In totale riforma di quanto statuito dal Giudice di primo grado, la Corte d'Appello di Milano ha, invece, dichiarato la nullità dell'accordo di riduzione della retribuzione di cui in discussione, ribadendo e confermando da un lato il principio di irriducibilità della retribuzione e dall'altro le stringenti ipotesi e modalità di deroga dello stesso legislativamente previste.
In particolare, secondo la Corte:
"Va in primo luogo dichiarata la nullità dell’accordo del 22/2/2016, essendo stato formalizzato in
violazione di norme imperative, come già, più volte, ribadito dalla giurisprudenza di legittimità (cfr.
Cass. nn. 16016/2003, 4055/2008, 11362/2008).
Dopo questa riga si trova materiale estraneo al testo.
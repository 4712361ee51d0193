//! The driver boundary consumed by the wrapper layer.
//!
//! Every native entry point the wrappers need is a method here. `CudaDriver`
//! implements it over the dynamically loaded driver library; other
//! implementations (remoting layers, recording fakes) plug in the same way.
//!
//! Methods mirror the native calls one to one: fallible calls that produce a
//! value return `Result<T, CUresult>`, the rest return the raw `CUresult`.

use std::ffi::c_void;

use crate::capability::Capability;
use crate::sys::*;

pub trait Driver: Send + Sync {
    // ── Initialization ────────────────────────────────────────────

    fn init(&self, flags: u32) -> CUresult;

    fn driver_get_version(&self) -> Result<i32, CUresult>;

    /// Whether the entry points behind `capability` could be resolved.
    /// The driver version check is done separately by the caller.
    fn provides(&self, _capability: Capability) -> bool {
        true
    }

    // ── Device Management ─────────────────────────────────────────

    fn device_get_count(&self) -> Result<i32, CUresult>;

    fn device_get(&self, ordinal: i32) -> Result<CUdevice, CUresult>;

    fn device_get_name(&self, device: CUdevice) -> Result<String, CUresult>;

    fn device_get_attribute(&self, attrib: i32, device: CUdevice) -> Result<i32, CUresult>;

    fn device_primary_ctx_retain(&self, device: CUdevice) -> Result<CUcontext, CUresult>;

    fn device_primary_ctx_release(&self, device: CUdevice) -> CUresult;

    // ── Context Management ────────────────────────────────────────

    fn ctx_create(&self, flags: u32, device: CUdevice) -> Result<CUcontext, CUresult>;

    fn ctx_destroy(&self, ctx: CUcontext) -> CUresult;

    /// Pop the calling thread's current context, returning it.
    fn ctx_pop_current(&self) -> Result<CUcontext, CUresult>;

    fn ctx_set_current(&self, ctx: CUcontext) -> CUresult;

    fn ctx_get_current(&self) -> Result<CUcontext, CUresult>;

    fn ctx_get_device(&self) -> Result<CUdevice, CUresult>;

    fn ctx_synchronize(&self) -> CUresult;

    // ── Module Management ─────────────────────────────────────────

    fn module_load_data(&self, image: &[u8]) -> Result<CUmodule, CUresult>;

    fn module_unload(&self, module: CUmodule) -> CUresult;

    fn module_get_function(&self, module: CUmodule, name: &str) -> Result<CUfunction, CUresult>;

    // ── Memory Management ─────────────────────────────────────────

    fn mem_alloc(&self, byte_size: usize) -> Result<CUdeviceptr, CUresult>;

    fn mem_free(&self, dptr: CUdeviceptr) -> CUresult;

    fn mem_alloc_async(&self, byte_size: usize, stream: CUstream) -> Result<CUdeviceptr, CUresult>;

    fn mem_free_async(&self, dptr: CUdeviceptr, stream: CUstream) -> CUresult;

    fn memcpy_htod(&self, dst: CUdeviceptr, src: &[u8]) -> CUresult;

    fn memcpy_dtoh(&self, dst: &mut [u8], src: CUdeviceptr) -> CUresult;

    /// # Safety
    /// `src` must stay valid for `byte_count` bytes until the copy has completed on `stream`.
    unsafe fn memcpy_htod_async(
        &self,
        dst: CUdeviceptr,
        src: *const c_void,
        byte_count: usize,
        stream: CUstream,
    ) -> CUresult;

    /// # Safety
    /// `dst` must stay valid for `byte_count` bytes until the copy has completed on `stream`.
    unsafe fn memcpy_dtoh_async(
        &self,
        dst: *mut c_void,
        src: CUdeviceptr,
        byte_count: usize,
        stream: CUstream,
    ) -> CUresult;

    fn memset_d8(&self, dst: CUdeviceptr, value: u8, count: usize) -> CUresult;

    // ── Execution ─────────────────────────────────────────────────

    /// # Safety
    /// Each entry of `kernel_params` must point at a value matching the
    /// kernel's corresponding parameter, valid for the duration of the call.
    unsafe fn launch_kernel(
        &self,
        func: CUfunction,
        grid_dim: [u32; 3],
        block_dim: [u32; 3],
        shared_mem_bytes: u32,
        stream: CUstream,
        kernel_params: &mut [*mut c_void],
    ) -> CUresult;

    /// # Safety
    /// Same requirements as [`Driver::launch_kernel`].
    unsafe fn launch_cooperative_kernel(
        &self,
        func: CUfunction,
        grid_dim: [u32; 3],
        block_dim: [u32; 3],
        shared_mem_bytes: u32,
        stream: CUstream,
        kernel_params: &mut [*mut c_void],
    ) -> CUresult;

    fn func_get_attribute(&self, attrib: i32, func: CUfunction) -> Result<i32, CUresult>;

    fn func_set_attribute(&self, func: CUfunction, attrib: i32, value: i32) -> CUresult;

    fn func_set_cache_config(&self, func: CUfunction, config: i32) -> CUresult;

    fn func_set_shared_mem_config(&self, func: CUfunction, config: i32) -> CUresult;

    fn occupancy_max_active_blocks_with_flags(
        &self,
        func: CUfunction,
        block_size: i32,
        dynamic_smem_size: usize,
        flags: u32,
    ) -> Result<i32, CUresult>;

    // ── Stream Management ─────────────────────────────────────────

    fn stream_create_with_priority(&self, flags: u32, priority: i32) -> Result<CUstream, CUresult>;

    fn stream_destroy(&self, stream: CUstream) -> CUresult;

    fn stream_synchronize(&self, stream: CUstream) -> CUresult;

    fn stream_query(&self, stream: CUstream) -> CUresult;

    fn stream_wait_event(&self, stream: CUstream, event: CUevent, flags: u32) -> CUresult;

    // ── Event Management ──────────────────────────────────────────

    fn event_create(&self, flags: u32) -> Result<CUevent, CUresult>;

    fn event_destroy(&self, event: CUevent) -> CUresult;

    fn event_record(&self, event: CUevent, stream: CUstream) -> CUresult;

    fn event_synchronize(&self, event: CUevent) -> CUresult;

    fn event_query(&self, event: CUevent) -> CUresult;

    fn event_elapsed_time(&self, start: CUevent, end: CUevent) -> Result<f32, CUresult>;

    fn ipc_get_event_handle(&self, event: CUevent) -> Result<CUipcEventHandle, CUresult>;

    fn ipc_open_event_handle(&self, handle: CUipcEventHandle) -> Result<CUevent, CUresult>;
}
// Memory management
type FnCuMemAlloc = unsafe extern "C" fn(dptr: *mut CUdeviceptr, bytesize: usize) -> CUresult;
type FnCuMemFree = unsafe extern "C" fn(dptr: CUdeviceptr) -> CUresult;
type FnCuMemAllocAsync = unsafe extern "C" fn(dptr: *mut CUdeviceptr, bytesize: usize, hstream: CUstream) -> CUresult;
type FnCuMemFreeAsync = unsafe extern "C" fn(dptr: CUdeviceptr, hstream: CUstream) -> CUresult;
type FnCuMemcpyHtoD = unsafe extern "C" fn(
    dst: CUdeviceptr,
    src: *const c_void,
    byte_count: usize,
) -> CUresult;
type FnCuMemcpyDtoH = unsafe extern "C" fn(
    dst: *mut c_void,
    src: CUdeviceptr,
    byte_count: usize,
) -> CUresult;
type FnCuMemcpyHtoDAsync = unsafe extern "C" fn(dst: CUdeviceptr, src: *const c_void, byte_count: usize, hstream: CUstream) -> CUresult;
type FnCuMemcpyDtoHAsync = unsafe extern "C" fn(dst: *mut c_void, src: CUdeviceptr, byte_count: usize, hstream: CUstream) -> CUresult;
type FnCuMemsetD8 =
    unsafe extern "C" fn(dst: CUdeviceptr, value: u8, count: usize) -> CUresult;

// Execution
type FnCuLaunchKernel = unsafe extern "C" fn(
    f: CUfunction,
    grid_dim_x: c_uint,
    grid_dim_y: c_uint,
    grid_dim_z: c_uint,
    block_dim_x: c_uint,
    block_dim_y: c_uint,
    block_dim_z: c_uint,
    shared_mem_bytes: c_uint,
    hstream: CUstream,
    kernel_params: *mut *mut c_void,
    extra: *mut *mut c_void,
) -> CUresult;
type FnCuLaunchCooperativeKernel = unsafe extern "C" fn(
    f: CUfunction,
    grid_dim_x: c_uint,
    grid_dim_y: c_uint,
    grid_dim_z: c_uint,
    block_dim_x: c_uint,
    block_dim_y: c_uint,
    block_dim_z: c_uint,
    shared_mem_bytes: c_uint,
    hstream: CUstream,
    kernel_params: *mut *mut c_void,
) -> CUresult;
type FnCuFuncGetAttribute = unsafe extern "C" fn(pi: *mut c_int, attrib: c_int, hfunc: CUfunction) -> CUresult;
type FnCuFuncSetAttribute = unsafe extern "C" fn(hfunc: CUfunction, attrib: c_int, value: c_int) -> CUresult;
type FnCuFuncSetCacheConfig = unsafe extern "C" fn(hfunc: CUfunction, config: c_int) -> CUresult;
type FnCuFuncSetSharedMemConfig = unsafe extern "C" fn(hfunc: CUfunction, config: c_int) -> CUresult;
type FnCuOccupancyMaxActiveBlocksPerMultiprocessorWithFlags = unsafe extern "C" fn(num_blocks: *mut c_int, func: CUfunction, block_size: c_int, dynamic_smem_size: usize, flags: c_uint) -> CUresult;

// Stream management
type FnCuStreamCreate = unsafe extern "C" fn(phstream: *mut CUstream, flags: c_uint) -> CUresult;
type FnCuStreamCreateWithPriority = unsafe extern "C" fn(phstream: *mut CUstream, flags: c_uint, priority: c_int) -> CUresult;
type FnCuStreamDestroy = unsafe extern "C" fn(hstream: CUstream) -> CUresult;
type FnCuStreamSynchronize = unsafe extern "C" fn(hstream: CUstream) -> CUresult;
type FnCuStreamQuery = unsafe extern "C" fn(hstream: CUstream) -> CUresult;
type FnCuStreamWaitEvent = unsafe extern "C" fn(hstream: CUstream, hevent: CUevent, flags: c_uint) -> CUresult;

// Event management
type FnCuEventCreate = unsafe extern "C" fn(phevent: *mut CUevent, flags: c_uint) -> CUresult;
type FnCuEventDestroy = unsafe extern "C" fn(hevent: CUevent) -> CUresult;
type FnCuEventRecord = unsafe extern "C" fn(hevent: CUevent, hstream: CUstream) -> CUresult;
type FnCuEventSynchronize = unsafe extern "C" fn(hevent: CUevent) -> CUresult;
type FnCuEventQuery = unsafe extern "C" fn(hevent: CUevent) -> CUresult;
type FnCuEventElapsedTime =
    unsafe extern "C" fn(ms: *mut f32, start: CUevent, end: CUevent) -> CUresult;
type FnCuIpcGetEventHandle = unsafe extern "C" fn(handle: *mut CUipcEventHandle, event: CUevent) -> CUresult;
type FnCuIpcOpenEventHandle = unsafe extern "C" fn(phevent: *mut CUevent, handle: CUipcEventHandle) -> CUresult;

/// Dynamically loaded CUDA driver library with function pointers.
pub struct CudaDriver {
    _lib: Library,
    // Initialization
    cu_init: FnCuInit,
    cu_driver_get_version: FnCuDriverGetVersion,
    // Device management
    cu_device_get_count: FnCuDeviceGetCount,
    cu_device_get: FnCuDeviceGet,
    cu_device_get_name: FnCuDeviceGetName,
    cu_device_get_attribute: FnCuDeviceGetAttribute,
    cu_device_primary_ctx_retain: Option<FnCuDevicePrimaryCtxRetain>,
    cu_device_primary_ctx_release: Option<FnCuDevicePrimaryCtxRelease>,
    // Context management
    cu_ctx_create: FnCuCtxCreate,
    cu_ctx_destroy: FnCuCtxDestroy,
    cu_ctx_pop_current: FnCuCtxPopCurrent,
    cu_ctx_set_current: FnCuCtxSetCurrent,
    cu_ctx_get_current: FnCuCtxGetCurrent,
    cu_ctx_get_device: Option<FnCuCtxGetDevice>,
    cu_ctx_synchronize: FnCuCtxSynchronize,
    // Module management
    cu_module_load_data: FnCuModuleLoadData,
    cu_module_unload: FnCuModuleUnload,
    cu_module_get_function: FnCuModuleGetFunction,
    // Memory management
    cu_mem_alloc: FnCuMemAlloc,
    cu_mem_free: FnCuMemFree,
    cu_mem_alloc_async: Option<FnCuMemAllocAsync>,
    cu_mem_free_async: Option<FnCuMemFreeAsync>,
    cu_memcpy_htod: FnCuMemcpyHtoD,
    cu_memcpy_dtoh: FnCuMemcpyDtoH,
    cu_memcpy_htod_async: Option<FnCuMemcpyHtoDAsync>,
    cu_memcpy_dtoh_async: Option<FnCuMemcpyDtoHAsync>,
    cu_memset_d8: FnCuMemsetD8,
    // Execution
    cu_launch_kernel: FnCuLaunchKernel,
    cu_launch_cooperative_kernel: Option<FnCuLaunchCooperativeKernel>,
    cu_func_get_attribute: Option<FnCuFuncGetAttribute>,
    cu_func_set_attribute: Option<FnCuFuncSetAttribute>,
    cu_func_set_cache_config: Option<FnCuFuncSetCacheConfig>,
    cu_func_set_shared_mem_config: Option<FnCuFuncSetSharedMemConfig>,
    cu_occupancy_max_active_blocks_with_flags: Option<FnCuOccupancyMaxActiveBlocksPerMultiprocessorWithFlags>,
    // Stream management
    cu_stream_create: FnCuStreamCreate,
    cu_stream_create_with_priority: Option<FnCuStreamCreateWithPriority>,
    cu_stream_destroy: FnCuStreamDestroy,
    cu_stream_synchronize: FnCuStreamSynchronize,
    cu_stream_query: FnCuStreamQuery,
    cu_stream_wait_event: Option<FnCuStreamWaitEvent>,
    // Event management
    cu_event_create: FnCuEventCreate,
    cu_event_destroy: FnCuEventDestroy,
    cu_event_record: FnCuEventRecord,
    cu_event_synchronize: FnCuEventSynchronize,
    cu_event_query: FnCuEventQuery,
    cu_event_elapsed_time: FnCuEventElapsedTime,
    cu_ipc_get_event_handle: Option<FnCuIpcGetEventHandle>,
    cu_ipc_open_event_handle: Option<FnCuIpcOpenEventHandle>,
}

// SAFETY: The CUDA driver library handles are valid from any thread.
// The CUDA driver API itself handles thread safety via context management.
unsafe impl Send for CudaDriver {}
unsafe impl Sync for CudaDriver {}
//! Integration test: device buffers.
//!
//! Run with: cargo test --test memory_test -- --nocapture

mod common;

use common::*;
use cuwrap::driver::sys::CUDA_ERROR_INVALID_VALUE;
use cuwrap::{DeviceBuffer, Error};

#[test]
fn test_copy_to_and_from_device() {
    let mock = MockDriver::new();
    let rt = runtime(&mock);
    let dev = device(&rt, 0);

    let host: Vec<f32> = (0..256).map(|i| i as f32 * 0.5).collect();
    let buffer = DeviceBuffer::alloc(&dev, host.len() * 4).unwrap();
    assert_eq!(buffer.len(), 1024);
    buffer.copy_from_slice(&host).unwrap();

    let mut back = vec![0f32; 256];
    buffer.copy_to_slice(&mut back).unwrap();
    assert_eq!(back, host);
    assert_eq!(mock.current_on_this_thread(), 0);
}

#[test]
fn test_oversized_copy_rejected() {
    let mock = MockDriver::new();
    let rt = runtime(&mock);
    let buffer = DeviceBuffer::alloc(&device(&rt, 1), 16).unwrap();

    let err = buffer.copy_from_host(&[0u8; 17]).unwrap_err();
    assert!(matches!(err, Error::InvalidArgument(_)));
    let mut dst = [0u8; 32];
    assert!(buffer.copy_to_host(&mut dst).is_err());

    // Partial copies are fine.
    buffer.copy_from_host(&[1, 2, 3]).unwrap();
    let mut head = [0u8; 4];
    buffer.copy_to_host(&mut head).unwrap();
    assert_eq!(head, [1, 2, 3, 0]);
}

#[test]
fn test_memset() {
    let mock = MockDriver::new();
    let rt = runtime(&mock);
    let buffer = DeviceBuffer::alloc(&device(&rt, 0), 8).unwrap();

    buffer.memset(0x5a).unwrap();
    let mut out = [0u8; 8];
    buffer.copy_to_host(&mut out).unwrap();
    assert_eq!(out, [0x5a; 8]);
}

#[test]
fn test_async_copies_on_stream() {
    let mock = MockDriver::new();
    let rt = runtime(&mock);
    let dev = device(&rt, 1);
    let stream = dev.create_stream(false, 0).unwrap();
    let buffer = DeviceBuffer::alloc(&dev, 4).unwrap();

    let src = [9u8, 8, 7, 6];
    let mut dst = [0u8; 4];
    unsafe {
        buffer.copy_from_host_async(&src, &stream).unwrap();
        buffer.copy_to_host_async(&mut dst, &stream).unwrap();
    }
    stream.synchronize().unwrap();
    assert_eq!(dst, src);
}

#[test]
fn test_freed_on_drop_in_its_own_context() {
    let mock = MockDriver::new();
    let rt = runtime(&mock);
    let buffer = DeviceBuffer::alloc(&device(&rt, 1), 64).unwrap();
    let ptr = buffer.device_ptr();
    assert!(buffer.identify().starts_with("device allocation 0x"));

    // No context is current here; dropping must still free on device 1.
    drop(buffer);
    assert_eq!(mock.destroy_count("memory", ptr), 1);
    assert_eq!(mock.current_on_this_thread(), 0);
}

#[test]
fn test_stream_ordered_allocation() {
    let mock = MockDriver::new();
    let rt = runtime(&mock);
    let stream = device(&rt, 0).create_stream(false, 0).unwrap();

    let buffer = DeviceBuffer::alloc_async(&stream, 128).unwrap();
    let ptr = buffer.device_ptr();
    buffer.free_async(&stream).unwrap();

    assert!(mock.calls().contains(&Call::MemFreeAsync { dptr: ptr, stream: stream.raw() as usize }));
    assert_eq!(mock.destroy_count("memory", ptr), 0, "not freed twice");
}

#[test]
fn test_rejected_free_async_frees_on_return() {
    let mock = MockDriver::new();
    let rt = runtime(&mock);
    let stream = device(&rt, 0).create_stream(false, 0).unwrap();

    let buffer = DeviceBuffer::alloc_async(&stream, 128).unwrap();
    let ptr = buffer.device_ptr();
    mock.state().free_async_failure = Some(CUDA_ERROR_INVALID_VALUE);

    let err = buffer.free_async(&stream).unwrap_err();
    println!("{}", err);
    assert_eq!(err.code(), Some(CUDA_ERROR_INVALID_VALUE));
    // The buffer still owned the memory and released it on the way out.
    assert_eq!(mock.destroy_count("memory", ptr), 1);
}

#[test]
fn test_stream_ordered_allocation_needs_recent_driver() {
    let mock = MockDriver::with_version(11000);
    let rt = runtime(&mock);
    let stream = device(&rt, 0).create_stream(false, 0).unwrap();

    let err = DeviceBuffer::alloc_async(&stream, 128).unwrap_err();
    assert!(matches!(err, Error::NotYetImplemented { required: 11020, found: 11000, .. }));
}

#[test]
fn test_allocation_on_missing_device() {
    let mock = MockDriver::new();
    let rt = runtime(&mock);

    let err = cuwrap::Device::get(&rt, 2).unwrap_err();
    println!("{}", err);
    assert!(matches!(err, Error::InvalidArgument(_)));
}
L’art. 2103 c.c. detta regole stringenti per le ipotesi di riduzione della retribuzione, prevedendo che la
stessa non muti, neppure in caso di passaggio a mansioni inferiori. Diversamente da quanto statuito dal
primo giudice, la circostanza, pacifica, che il lavoratore abbia continuato, dopo la conclusione
dell’accordo del febbraio 2016, a svolgere le medesime mansioni, non può indurre a ritenere che il caso
di specie esuli dalla disciplina dettata da detto articolo del codice. Infatti, se neppure l’esecuzione di
mansioni deteriori rispetto a quelle pattuite può portare ad una diminuzione della retribuzione, a
maggior ragione, lo previsione dello svolgimento delle medesime mansioni non può indurre a ritenere
che sia consentita una tale diminuzione.
Né assume rilievo che la riduzione della retribuzione sia stata concordata tra le parti: il sesto comma
dell’art. 2103 c.c. stabilisce, infatti, che un tale accordo debba essere concluso in “sede protetta”: si
tratta di norma dettata a tutela del lavoratore, a cui questi non può rinunciare, pena la invalidità
dell’accordo.
In altre parole, la formazione dell'accordo deve avvenire nell'ambito di contesti in cui la volontà
negoziale del lavoratore si presuma tutelata da illegittime pressioni da parte del datore di lavoro. In
particolare, l'accordo deve essere posto in essere di fronte alle commissioni di certificazione, ovvero
nelle sedi enunciate dall'art. 2113, 4° co., cioè durante il tentativo di conciliazione provocato dal
giudice ai sensi dell'art. 185 c.p.c., di quello svolto di fronte alla commissione di conciliazione ai sensi
dell'art. 410 c.p.c.; di quello condotto nell'ambito di un arbitrato o conciliazione regolati dai contratti
collettivi ai sensi dell'art. 412 ter c.p.c.; di quello regolato dall'art. 412 quater c.p.c.
Nel caso di specie, invece, l’accordo del 22/2/2016 è stato stipulato al di fuori del sistema di garanzie
previsto dal legislatore, con la conseguenza che resta irrilevante accertare se sussistesse effettivamente
la crisi della Società, condizione prevista dal codice per addivenire, lecitamente, ad una modifica
peggiorativa della retribuzione.
L’inosservanza delle regole dettate a tutela del lavoratore, come tali inderogabili dalla volontà delle
parti, comportano l’invalidità dell’accordo, invalidità tempestivamente denunciata dal dirigente, il
quale ha impugnato il patto sottoscritto nel termine di sei mesi dalla sua conclusione".